- Task description
Return copies of the lines below that mention "endpoint".

Top of Dataset records

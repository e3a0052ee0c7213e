//! Core modules for pricescout's collection and publication pipeline.
//!
//! Records and their serialization, the HTTP/HTML/git boundaries, the
//! collection orchestrator, and the publish state machine all live here.

pub mod collect;
pub mod config;
pub mod error;
pub mod html;
pub mod http;
pub mod logging;
pub mod model;
pub mod pacing;
pub mod publish;
pub mod remote;
pub mod snapshot;
pub mod time;
pub mod vcs;
pub mod workspace;
//! Scrape strategies: one pluggable implementation per store type.
//!
//! A strategy receives a store endpoint and the product queries and returns the
//! observations it could match. Expected failures (timeouts, HTTP errors,
//! missing markup) are absorbed inside the strategy and only shrink the result.
//! An `Err` is reserved for failures of the invocation itself, such as an
//! endpoint that is not a URL; the collector logs it and moves on.

pub mod example_store;

use url::Url;

use crate::core::error::Result;
use crate::core::http::HttpFetcher;
use crate::core::model::PriceObservation;
use crate::core::pacing::{Pacing, Sleeper};

/// Collaborators a strategy may use while scraping.
pub struct ScrapeContext<'a> {
    pub fetcher: &'a dyn HttpFetcher,
    pub sleeper: &'a dyn Sleeper,
    pub pacing: Pacing,
}

impl ScrapeContext<'_> {
    /// Respectful delay between successive queries to the same store.
    pub fn pause_between_queries(&self) {
        self.sleeper.sleep(self.pacing.query_delay);
    }
}

/// The store being scraped, as seen by a strategy.
pub struct StoreTarget<'a> {
    pub name: &'a str,
    pub endpoint: &'a Url,
}

pub trait ScrapeStrategy {
    /// Registry key this strategy is installed under.
    fn id(&self) -> &str;

    fn scrape(
        &self,
        ctx: &ScrapeContext<'_>,
        store: &StoreTarget<'_>,
        queries: &[String],
    ) -> Result<Vec<PriceObservation>>;
}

Bottom of Dataset records

- Answer area
//! A strategy receives a store endpoint and the product queries and returns the
//! endpoint that is not a URL; the collector logs it and moves on.
    pub endpoint: &'a Url,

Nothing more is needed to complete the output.